The new “test, trace, isolate, support” strategy announced by First Minister Nicola Sturgeon yesterday was an important milestone in Scotland’s Covid-19 crisis. The paper sets out a distinctive Scottish approach to community tracing and testing, and thus is the first strategic disjuncture from the UK response to this crisis. As Common Weal head of policy & research Craig Dalzell points out in a detailed analysis of the paper, there is a substantive critique of the UK Government’s app-based contact tracing response.
“All the problems with data protection and dissemination aside, the major limit of app-based testing is simply that there aren’t enough smartphone users in the country to reach the kind of coverage we’d need for effective tracing, especially among the older demographics considered most vulnerable to succumbing to the pandemic…I’m glad to see that the Scottish Government is forming its strategy without making assumptions about any app-based solution,” Dalzell says.
Then, the “support” part of the strategy makes it clear that the contact tracers are going to be more than bean-counters, they are going to act on a community-by-community basis to provide the means by which people can isolate in safety and security. This speaks to calls by many public health experts for contact tracing to be locally-driven.

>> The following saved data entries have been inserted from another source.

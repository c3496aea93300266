//! Simulated recording run.
//!
//! Drives the orchestrator with a synthetic sine-wave peripheral and writes
//! real WAV files to a local directory, so the whole capture → buffer →
//! writer/detector path can be exercised without recorder hardware.

use std::path::{Path, PathBuf};
use std::thread;
use std::time::{Duration, Instant};

use eloc_core::{
    ClassifierHandle, EnergyClassifier, Orchestrator, PeripheralConfig, PeripheralHandle,
    PowerService, RecState, RecorderConfig, SamplePeripheral, StorageService,
};

fn main() {
    tracing_subscriber::fmt()
        .with_env_filter(
            tracing_subscriber::EnvFilter::try_from_default_env()
                .unwrap_or_else(|_| tracing_subscriber::EnvFilter::new("info")),
        )
        .init();

    if let Err(e) = run() {
        eprintln!("simrec failed: {e}");
        std::process::exit(1);
    }
}

#[derive(Debug)]
struct Args {
    output: PathBuf,
    seconds: u64,
    mode: RecState,
    freq: f32,
}

fn parse_args() -> Result<Args, String> {
    let mut output = PathBuf::from("simrec-out");
    let mut seconds = 5u64;
    let mut mode = RecState::RecordOnly;
    let mut freq = 440.0f32;

    let mut it = std::env::args().skip(1);
    while let Some(arg) = it.next() {
        match arg.as_str() {
            "--output" => {
                let Some(v) = it.next() else {
                    return Err("missing value for --output".into());
                };
                output = PathBuf::from(v);
            }
            "--seconds" => {
                let Some(v) = it.next() else {
                    return Err("missing value for --seconds".into());
                };
                seconds = v
                    .parse::<u64>()
                    .map_err(|_| "invalid value for --seconds".to_string())?
                    .clamp(1, 600);
            }
            "--mode" => {
                let Some(v) = it.next() else {
                    return Err("missing value for --mode".into());
                };
                mode = v.parse::<RecState>().map_err(|e| e.to_string())?;
            }
            "--freq" => {
                let Some(v) = it.next() else {
                    return Err("missing value for --freq".into());
                };
                freq = v
                    .parse::<f32>()
                    .map_err(|_| "invalid value for --freq".to_string())?;
            }
            "--help" | "-h" => {
                println!(
                    "Usage: cargo run -p eloc-core --bin simrec -- \\
  [--output <dir>] [--seconds <n>] [--mode <token>] [--freq <hz>]

Mode tokens: recordOn_detectOff, recordOff_detectOn, recordOn_detectOn,
recordOnEvent"
                );
                std::process::exit(0);
            }
            other => return Err(format!("unknown argument: {other}")),
        }
    }

    Ok(Args {
        output,
        seconds,
        mode,
        freq,
    })
}

/// Real-time-paced sine generator in place of the microphone driver.
struct SinePeripheral {
    freq: f32,
    rate: u32,
    gain_shift: u8,
    phase: u64,
}

impl SamplePeripheral for SinePeripheral {
    fn configure(&mut self, config: &PeripheralConfig) -> eloc_core::error::Result<u32> {
        self.rate = config.sample_rate;
        Ok(config.sample_rate)
    }

    fn start(&mut self) -> eloc_core::error::Result<()> {
        Ok(())
    }

    fn stop(&mut self) {}

    fn read_words(&mut self, out: &mut [i32]) -> eloc_core::error::Result<usize> {
        for word in out.iter_mut() {
            let t = self.phase as f32 / self.rate as f32;
            let sample = (0.5 * (std::f32::consts::TAU * self.freq * t).sin() * 32767.0) as i16;
            *word = i32::from(sample) << self.gain_shift;
            self.phase += 1;
        }
        // Pace the generator at the nominal hardware rate.
        thread::sleep(Duration::from_secs_f64(
            out.len() as f64 / f64::from(self.rate),
        ));
        Ok(out.len())
    }
}

struct DirStorage {
    root: PathBuf,
}

impl StorageService for DirStorage {
    fn is_mounted(&self) -> bool {
        self.root.is_dir()
    }

    fn free_space_gb(&self) -> f32 {
        // Local disk stands in for the SD card; assume ample space.
        64.0
    }

    fn root(&self) -> &Path {
        &self.root
    }
}

struct MainsPower;

impl PowerService for MainsPower {
    fn voltage(&self) -> f32 {
        5.0
    }

    fn is_critically_low(&self) -> bool {
        false
    }

    fn request_low_power_sleep(&self) {}
}

fn run() -> Result<(), String> {
    let args = parse_args()?;
    std::fs::create_dir_all(&args.output).map_err(|e| e.to_string())?;

    let config = RecorderConfig {
        device_name: "simrec".into(),
        block_len_samples: 4_000,
        detector_window_samples: 16_000,
        seconds_per_file: args.seconds.max(1) as u32,
        ..Default::default()
    };
    let gain_shift = config.gain_shift;

    let mut orch = Orchestrator::new(
        config,
        PeripheralHandle::new(SinePeripheral {
            freq: args.freq,
            rate: 16_000,
            gain_shift,
            phase: 0,
        }),
        Some(ClassifierHandle::new(EnergyClassifier::default())),
        Box::new(DirStorage {
            root: args.output.clone(),
        }),
        Box::new(MainsPower),
    );

    println!(
        "simrec: {}s of {} at {:.0} Hz into {}",
        args.seconds,
        args.mode,
        args.freq,
        args.output.display()
    );

    orch.begin(args.mode).map_err(|e| e.to_string())?;
    let deadline = Instant::now() + Duration::from_secs(args.seconds);
    while Instant::now() < deadline {
        orch.check_request_queue(Duration::from_millis(100));
    }
    let detections = orch.detection_count();
    let writer = orch.writer_stats();
    orch.end().map_err(|e| e.to_string())?;

    if let Some(stats) = writer {
        println!(
            "writer: {} blocks, {} bytes, {} files, longest write {} µs, {} underruns",
            stats.blocks_written,
            stats.bytes_written,
            stats.files_completed,
            stats.longest_write_us,
            stats.underruns
        );
    }
    println!("detections: {detections}");
    Ok(())
}
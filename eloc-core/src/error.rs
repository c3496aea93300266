use thiserror::Error;

use crate::session::RecState;

/// All errors produced by eloc-core.
#[derive(Debug, Error)]
pub enum ElocError {
    #[error("peripheral rejected configuration: {0}")]
    HardwareConfig(String),

    #[error("peripheral read failed: {0}")]
    PeripheralRead(String),

    #[error("sample buffer allocation failed ({requested} samples)")]
    OutOfMemory { requested: usize },

    #[error("storage not available: {0}")]
    StorageUnavailable(String),

    #[error("could not open recording file at {path}: {reason}")]
    OpenFailed { path: std::path::PathBuf, reason: String },

    #[error("invalid mode transition from {from} to {requested}")]
    InvalidTransition { from: RecState, requested: RecState },

    #[error("classifier error: {0}")]
    Classifier(String),

    #[error("unknown mode token: {0}")]
    UnknownModeToken(String),

    #[error("WAV container error: {0}")]
    Wav(#[from] hound::Error),

    #[error("I/O error: {0}")]
    Io(#[from] std::io::Error),

    #[error(transparent)]
    Other(#[from] anyhow::Error),
}

pub type Result<T> = std::result::Result<T, ElocError>;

There are problems. Dalzell argues that the proposal for 2,000 contact tracers is far too few and “doesn’t really compare positively to plans being published elsewhere.” But this is a step forward – it’s clear that a planned approach to dealing with this crisis using data on a decentralised basis and led from Bute House not 10 Downing Street is now being aimed for. It will take until the end of May before it’s all up and running, and it’s difficult to see how the lockdown can be eased at least until the system is well-established. Remember cases have to be low or the contact tracing system to have even a chance of keeping up with the virus.
Which brings us to what to do about the Scottish economy as lockdown conditions endure for what looks like being more than two months. Just as the argument for controlling and suppressing the spread of the virus through a planned, data-led approach led by the Scottish Government can be fought for and won, so can the idea of a “track, train and employ” approach to stop the spread of unemployment in Scotland.
The scourge of mass unemployment is a huge threat to the health and wellbeing of Scottish society, and there is no reason it cannot be stopped in its tracks like the virus if we are willing to adjust our thinking away from the logic of “labour markets” and towards the idea of “labour redeployment”. Identifying everyone who has been made unemployed – most obviously in hospitality and tourism – a labour redeployment scheme could speak to them about what positions are available in their local area and what they would like to do, training/re-hiring on that basis. Businesses operating on fair work principles should be able to enter the scheme on the ‘demand’ side of the labour-equation. But government should also be looking at creating new positions for work that is not currently being done but is much needed – in home-care, in mental health services, in the planned extension of early years (though that has been delayed), in community asset development (making use of run-down town centres), in building the Green New Deal, and so forth. Mass unemployment does not happen because there is a lack of work to be done, it happens because private investment (most importantly, finance capital) retreats from market activity. Where capital retreats, the state must step in and support the building up of sustainable local economies in communities that otherwise will be left abandoned to the despair of unemployment and poverty.
Just as we cannot rely on a vaccine to save us from the virus, relying on ‘the market’ to click back into gear is hopeless, and will only lead to the inequalities of the pre-Covid19 world being further entrenched in the post-Covid19 one. We are already seeing it happen; as our lives move increasingly through digital networks the data plutocrats see their wealth swell. US billionaires added $282 billion to their total wealth in the first 23 days of the lockdown, and the richest of them all, Amazon owner Jeff Bezos, added over $20 billion alone. Have a look at this website which shows Bezos’ wealth-to-scale – the extent to which we already live a global plutocracy is scary. Bezos’ company has positioned itself in a monopoly position at the centre of global digital infrastructure, but what it won’t do is create well-paid jobs in Scotland, rooted in local communities. Amazon-isation will be robots delivering you goods made in a different country to home, from huge automated regional distribution hubs. People and place will largely miss out altogether. This idea that the future markets of globalisation just need to be adapted to for Scotland to prosper in this new world is nonsense. No one is coming over the hill to save our economy, especially not Jeff Bezos and co. We should take our data back from the tech plutocrats, and use it to plan a better future.